The soldier was grateful for the darkness that had now almost fully descended. The absence of light made him feel less conspicuous than he might otherwise have been in an area where pedestrians were not encour
aged or catered for. He scrambled up the grass bank, over the barrier at the top and headed quickly towards the glow of a petrol station a few hundred yards away.
He needed a payphone and as far as he was aware those things were still available in certain places. He hoped the petrol station was one of them. He felt for the change from his meal and became aware of a small weight in the coat pocket. He fished out a mobile telephone. Patting himself down, he also found the wallet of the man whose coat he had ‘borrowed’.
Moving out of sight round the back of the petrol station, he took out the phone and scrolled through the contacts list, hoping for a number for something like the old Directory Enquiries. His luck was better than that. The handset was enabled with an Internet browser. He searched for a general number for Hampshire County Constabulary, noted it and rang. He asked for a contact number for Detective Inspector Tallis and was told that he was off duty and that that his number could not be given out. He then spent a difficult couple of minutes convincing the switchboard operator that this was a life or death matter and for DI Tallis personally. Eventually, the operator agreed to pass on the number that Sansom was calling from to an on-duty officer, who in turn would attempt to locate DI Tallis at home.
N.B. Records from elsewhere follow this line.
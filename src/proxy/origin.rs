use std::collections::HashSet;
use std::net::SocketAddr;
use std::time::Duration;

use async_trait::async_trait;
use http::Uri;
use thiserror::Error;
use tokio::net::{TcpStream, lookup_host};
use tokio::time::Instant;
use tracing::debug;

use crate::io_util::{read_to_end_with_deadline, write_all_with_timeout};
use crate::settings::Settings;
use crate::util::{is_timeout, remaining_deadline, timeout_with_context};

pub const IF_MODIFIED_SINCE: &str = "If-Modified-Since";

#[derive(Debug, Error)]
pub enum FetchError {
    #[error("failed to connect to origin {authority}: {reason}")]
    Connect { authority: String, reason: String },
    #[error("transfer from origin {authority} failed: {reason}")]
    Transfer { authority: String, reason: String },
}

impl FetchError {
    pub fn kind(&self) -> &'static str {
        match self {
            Self::Connect { .. } => "connect",
            Self::Transfer { .. } => "transfer",
        }
    }
}

/// Retrieves the raw bytes an origin sends for a URL.
#[async_trait]
pub trait Origin: Send + Sync {
    /// `since` turns the request into a conditional one carrying `If-Modified-Since`.
    async fn fetch(&self, uri: &Uri, since: Option<&str>) -> Result<Vec<u8>, FetchError>;
}

/// Where an origin request goes and what it asks for.
#[derive(Debug, Clone, PartialEq, Eq)]
pub struct OriginTarget {
    pub host: String,
    pub port: u16,
    pub path: String,
}

impl OriginTarget {
    pub fn from_uri(uri: &Uri, default_port: u16) -> Result<Self, FetchError> {
        let host = uri.host().filter(|host| !host.is_empty()).ok_or_else(|| {
            FetchError::Connect {
                authority: uri.to_string(),
                reason: "URL has no host".to_string(),
            }
        })?;
        let path = match uri.path() {
            "" => "/",
            path => path,
        };
        Ok(Self {
            host: host.to_string(),
            port: uri.port_u16().unwrap_or(default_port),
            path: path.to_string(),
        })
    }

    /// Host as handed to the resolver; IPv6 literals lose their brackets.
    pub fn resolve_host(&self) -> &str {
        self.host
            .strip_prefix('[')
            .and_then(|host| host.strip_suffix(']'))
            .unwrap_or(&self.host)
    }

    pub fn authority(&self) -> String {
        format!("{}:{}", self.host, self.port)
    }

    fn connect_error(&self, reason: impl std::fmt::Display) -> FetchError {
        FetchError::Connect {
            authority: self.authority(),
            reason: reason.to_string(),
        }
    }

    fn transfer_error(&self, reason: impl std::fmt::Display) -> FetchError {
        FetchError::Transfer {
            authority: self.authority(),
            reason: reason.to_string(),
        }
    }
}

/// Request bytes sent to the origin. `Connection: close` makes end-of-stream mark the response end.
pub fn build_origin_request(target: &OriginTarget, since: Option<&str>) -> Vec<u8> {
    let mut request = format!("GET {} HTTP/1.1\r\nHost: {}\r\n", target.path, target.host);
    if let Some(since) = since {
        request.push_str(&format!("{IF_MODIFIED_SINCE}: {since}\r\n"));
    }
    request.push_str("Connection: close\r\n\r\n");
    request.into_bytes()
}

/// Plain TCP origin client: one connection per fetch, read until the origin closes.
#[derive(Debug, Clone)]
pub struct TcpOrigin {
    default_port: u16,
    connect_timeout: Duration,
    io_timeout: Duration,
    max_response_size: usize,
}

impl TcpOrigin {
    pub fn new(
        default_port: u16,
        connect_timeout: Duration,
        io_timeout: Duration,
        max_response_size: usize,
    ) -> Self {
        Self {
            default_port,
            connect_timeout,
            io_timeout,
            max_response_size,
        }
    }

    pub fn from_settings(settings: &Settings) -> Self {
        Self::new(
            settings.origin_port,
            settings.upstream_connect_timeout(),
            settings.upstream_timeout(),
            settings.max_response_size,
        )
    }

    async fn connect(&self, target: &OriginTarget) -> Result<TcpStream, FetchError> {
        let deadline = Instant::now() + self.connect_timeout;
        let context = format!("resolving origin {}", target.authority());
        let addrs = timeout_with_context(
            self.connect_timeout,
            lookup_host((target.resolve_host(), target.port)),
            context,
        )
        .await
        .map_err(|err| target.connect_error(format!("{err:#}")))?;

        let mut seen = HashSet::new();
        let addrs: Vec<SocketAddr> = addrs.filter(|addr| seen.insert(*addr)).collect();
        if addrs.is_empty() {
            return Err(target.connect_error("name resolved to no addresses"));
        }

        let mut last_err = None;
        for addr in addrs {
            let context = format!("connecting to {addr}");
            let attempt = match remaining_deadline(deadline, &context) {
                Ok(remaining) => {
                    timeout_with_context(remaining, TcpStream::connect(addr), context).await
                }
                Err(err) => Err(err),
            };
            match attempt {
                Ok(stream) => {
                    if let Err(err) = stream.set_nodelay(true) {
                        debug!(%addr, error = %err, "failed to set TCP_NODELAY on origin stream");
                    }
                    debug!(%addr, host = %target.host, "connected to origin");
                    return Ok(stream);
                }
                Err(err) => {
                    debug!(%addr, error = %format!("{err:#}"), "origin connect attempt failed");
                    last_err = Some(err);
                }
            }
        }
        Err(match last_err {
            Some(err) => target.connect_error(format!("{err:#}")),
            None => target.connect_error("no addresses attempted"),
        })
    }
}

#[async_trait]
impl Origin for TcpOrigin {
    async fn fetch(&self, uri: &Uri, since: Option<&str>) -> Result<Vec<u8>, FetchError> {
        let target = OriginTarget::from_uri(uri, self.default_port)?;
        let mut stream = self.connect(&target).await?;

        let deadline = Instant::now() + self.io_timeout;
        let request = build_origin_request(&target, since);
        let remaining = remaining_deadline(deadline, "sending origin request")
            .map_err(|err| target.transfer_error(err))?;
        write_all_with_timeout(&mut stream, &request, remaining, "sending origin request")
            .await
            .map_err(|err| target.transfer_error(format!("{err:#}")))?;

        let raw = read_to_end_with_deadline(
            &mut stream,
            deadline,
            self.max_response_size,
            "reading origin response",
        )
        .await
        .map_err(|err| {
            if is_timeout(&err) {
                debug!(host = %target.host, "origin response deadline elapsed");
            }
            target.transfer_error(format!("{err:#}"))
        })?;
        if raw.is_empty() {
            return Err(target.transfer_error("origin closed without sending a response"));
        }
        debug!(
            host = %target.host,
            path = %target.path,
            conditional = since.is_some(),
            bytes = raw.len(),
            "origin response received"
        );
        Ok(raw)
    }
}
‘Is there a message for the Detective Inspector that might encourage him to return your call,’ said the patient but clearly unhappy operator.
‘Yes, there is. Tell him that Daniel Fallon is in serious trouble and needs help urgently.’ Ending the call, Sansom hoped that Tallis would remember the fictitious name he had used in Bodrum when they had last been together.
He cowered in the shadows of the petrol station, sheltering from a light rain that had begun to fall. Clutching the mobile phone, he speculated on what he could do if he got no call back from Tallis. He was forced to reflect dismally on his return to his homeland. Had he just allowed his paranoia to overtake his reason back at the services? He went over the chain of events as he remembered them, looking for an alternative plausible explanation for the way things had unfolded. But the only explanation he could come up with was the one that had been his gut reaction as the situation had unravelled – he’d been set up. There was no passing off as the fictions of his imagination the fact that a man had burst into the kitchens of the eatery in pursuit of him with a gun drawn. Put in that position again, he would react in the same way: move into survival mode, act first, ask questions later. He’d learned that the hard way and it had served him well as a maxim more than once in his life.